›› 2017, Vol. 35 ›› Issue (12): 914-.doi: 10.3969/j.issn.1000-3606.2017.12.009

Previous Articles     Next Articles

Efficacy of different doses of intravenous immunoglobulin in the treatment of severe aplastic anemia

BIAN Zhuli, QIAO Xiaohong, XIE Xiaotian, SHI Wei, LU Shuanglong, LI Wei, ZHOU Ning, ZHOU Xiaoxun   

  1. Department of Pediatrics, Tongji Hospital, Tongji University, Shanghai 200065, China
  • Received:2017-12-15 Online:2017-12-15 Published:2017-12-15

Abstract: Objective To analyze the efficacy of different doses of intravenous immunoglobulin (IVIG) in the treatment of acquired severe aplastic anemia (AA) in children. Methods The clinical data of hospitalized children with severe AA who received adjuvant immunosuppressive therapy of IVIG from January 2000 to December 2015 were retrospectively analyzed. According to different doses of treatment, the children were divided into low dose group ( IVIG 200-400 mg/ (kg·d) once every 4 weeks for 6 times), high dose group (IVIG 1 g/ (kg·d ) x 2 days once every 4 weeks for 6 times).
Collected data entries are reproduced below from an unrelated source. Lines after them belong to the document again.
//! Recording which names each request looked at.
//!
//! While a cached request runs, every [`Reference`] written through a
//! [`DependencyCollector`] lands in a scope owned by that request. When the
//! request finishes its scope is remembered, so a later cache hit can
//! replay exactly the same references, and is folded into the scope of the
//! request that asked for it. Dependency sources additionally file what
//! they saw under their source file, for the incremental build to read
//! back with [`DependencyRecorder::enumerate_references_in_file`].

use fxhash::{FxBuildHasher, FxHashMap, FxHashSet};
use indexmap::IndexSet;
use std::{fmt, rc::Rc};
use tern_log::*;

use crate::{
    cache::RequestTables,
    loc::{FileId, NearestLoc},
    request::Request,
};

/// A declared name. Cheap to clone.
pub type Name = Rc<str>;

/// An entity (usually a nominal type) whose members can be looked up.
#[derive(Clone, Copy, Debug, Eq, Hash, Ord, PartialEq, PartialOrd)]
pub struct EntityId(u32);

impl EntityId {
    pub const fn new(id: u32) -> Self {
        Self(id)
    }
}

impl NearestLoc for EntityId {}

impl fmt::Display for EntityId {
    fn fmt(&self, f: &mut fmt::Formatter<'_>) -> fmt::Result {
        write!(f, "entity#{}", self.0)
    }
}

/// A named dependency discovered while evaluating a request.
#[derive(Clone, Debug, Eq, Hash, Ord, PartialEq, PartialOrd)]
pub enum Reference {
    /// A specific member of `subject` was used.
    UsedMember { subject: EntityId, name: Name },
    /// Any member of `subject`, present or future, may matter.
    PotentialMember { subject: EntityId },
    /// A name was looked up at the top level.
    TopLevel { name: Name },
    /// A name was looked up dynamically, on any type.
    Dynamic { name: Name },
}

impl fmt::Display for Reference {
    fn fmt(&self, f: &mut fmt::Formatter<'_>) -> fmt::Result {
        match self {
            Reference::UsedMember { subject, name } => write!(f, "member {}.{}", subject, name),
            Reference::PotentialMember { subject } => write!(f, "potential member of {}", subject),
            Reference::TopLevel { name } => write!(f, "top-level {}", name),
            Reference::Dynamic { name } => write!(f, "dynamic lookup {}", name),
        }
    }
}

type ReferenceSet = IndexSet<Reference, FxBuildHasher>;

/// Owns every reference recorded by one evaluator.
pub struct DependencyRecorder {
    /// References filed under each dependency source.
    file_references: FxHashMap<FileId, FxHashSet<Reference>>,
    /// The references each cached request produced, for replaying on a
    /// cache hit.
    request_references: RequestTables,
    /// One scope per request that is currently collecting references,
    /// innermost last.
    active_request_references: Vec<ReferenceSet>,
}

impl DependencyRecorder {
    pub fn new() -> Self {
        Self {
            file_references: FxHashMap::default(),
            request_references: RequestTables::new(),
            active_request_references: Vec::new(),
        }
    }

    /// Opens a scope for a request that is about to be computed.
    pub(crate) fn begin_request(&mut self) {
        self.active_request_references.push(ReferenceSet::default());
    }

    /// Closes the scope of `request`, remembering what it saw and handing
    /// it to the enclosing scope.
    pub(crate) fn end_request<R: Request>(&mut self, request: &R) {
        let recorded = match self.active_request_references.pop() {
            Some(recorded) => recorded,
            None => panic!("no dependency scope is open for `{}`", request),
        };

        // Nothing to replay; drop whatever an earlier computation left.
        if recorded.is_empty() {
            self.clear_request(request);
            return;
        }

        trace!("{} recorded {} reference(s)", request, recorded.len());

        let recorded: Vec<_> = recorded.into_iter().collect();

        if let Some(parent) = self.active_request_references.last_mut() {
            parent.extend(recorded.iter().cloned());
        }

        self.request_references
            .table_mut::<R, Rc<[Reference]>>()
            .insert(request.clone(), recorded.into());
    }

    /// Feeds the references `request` recorded when it was computed into
    /// the innermost scope, as if it had been computed again.
    pub(crate) fn replay_cached_request<R: Request>(&mut self, request: &R) {
        let scope = match self.active_request_references.last_mut() {
            Some(scope) => scope,
            None => return,
        };

        let recorded = self
            .request_references
            .table::<R, Rc<[Reference]>>()
            .and_then(|table| table.get(request));

        if let Some(recorded) = recorded {
            trace!("replaying {} reference(s) of {}", recorded.len(), request);
            scope.extend(recorded.iter().cloned());
        }
    }

    /// Files the references recorded for a dependency source under
    /// `source`.
    pub(crate) fn handle_dependency_source_request<R: Request>(
        &mut self,
        request: &R,
        source: FileId,
    ) {
        let recorded = self
            .request_references
            .table::<R, Rc<[Reference]>>()
            .and_then(|table| table.get(request));

        if let Some(recorded) = recorded {
            self.file_references
                .entry(source)
                .or_default()
                .extend(recorded.iter().cloned());
        }
    }

    /// Adds a reference to the innermost scope. Dropped if nothing is
    /// collecting.
    pub(crate) fn record_dependency(&mut self, reference: Reference) {
        if let Some(scope) = self.active_request_references.last_mut() {
            scope.insert(reference);
        }
    }

    /// Runs `record` with a collector that writes into the innermost scope.
    ///
    /// The collector borrows the recorder, so recordings cannot nest.
    pub fn record(&mut self, record: impl FnOnce(&mut DependencyCollector<'_>)) {
        let mut collector = DependencyCollector { recorder: self };
        record(&mut collector);
    }

    /// Forgets what `request` recorded, so a recomputation starts afresh.
    pub(crate) fn clear_request<R: Request>(&mut self, request: &R) {
        if let Some(table) = self
            .request_references
            .existing_table_mut::<R, Rc<[Reference]>>()
        {
            table.remove(request);
        }
    }

    /// Forgets every request's recorded references. References already
    /// filed under a source are kept.
    pub(crate) fn clear_requests(&mut self) {
        self.request_references.clear();
    }

    /// Calls `f` with every reference filed under `source`, in no
    /// particular order.
    pub fn enumerate_references_in_file(&self, source: FileId, mut f: impl FnMut(&Reference)) {
        if let Some(references) = self.file_references.get(&source) {
            references.iter().for_each(|reference| f(reference));
        }
    }

    /// The number of scopes currently collecting references.
    pub fn active_scopes(&self) -> usize {
        self.active_request_references.len()
    }
}

impl Default for DependencyRecorder {
    fn default() -> Self {
        Self::new()
    }
}

/// Records references into the scope of the request being evaluated.
pub struct DependencyCollector<'a> {
    recorder: &'a mut DependencyRecorder,
}

impl<'a> DependencyCollector<'a> {
    pub fn add_reference(&mut self, reference: Reference) {
        self.recorder.record_dependency(reference);
    }

    pub fn add_used_member(&mut self, subject: EntityId, name: impl Into<Name>) {
        self.add_reference(Reference::UsedMember {
            subject,
            name: name.into(),
        });
    }

    pub fn add_potential_member(&mut self, subject: EntityId) {
        self.add_reference(Reference::PotentialMember { subject });
    }

    pub fn add_top_level_name(&mut self, name: impl Into<Name>) {
        self.add_reference(Reference::TopLevel { name: name.into() });
    }

    pub fn add_dynamic_lookup_name(&mut self, name: impl Into<Name>) {
        self.add_reference(Reference::Dynamic { name: name.into() });
    }
}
Results All the children were followed up until December 31, 2015. Among the 61 children, it was effective in 41 children and total effective rate was 67.2%. The effective rate of anti thymocyte globulin (ATG) treatment in high dose group was higher after 3 months than that of low dose group, and there was statistical difference (P=0.020). The interval between first dose of IVIG and first dose of ATG in 20 cases of ineffectiveness was 2.0 (2.0-5.0) d, while that in 41 cases of effectiveness was 8.0 (7.0-9.0) d, and the difference is statistically significant (P<0.001); Among the 20 ineffective children, 18 children had the interval <7 day. The survival rates of the two groups were 80% and 87.1%, respectively, and there was no difference between two groups (P>0.05). The incidence of severe infections in the high-dose group was lower than that in the low-dose group after the use of ATG for 6 months, and there was statistical difference (P=0.008). Conclusions High dose of IVIG therapy can increase the early response rate in children with acquired severe AA, but it does not increase the long-term effectiveness, cure rate and 5 year survival rate. In addition, it can reduce the severe infection rate, but cannot reduce the total infection rate and infection related mortality rate.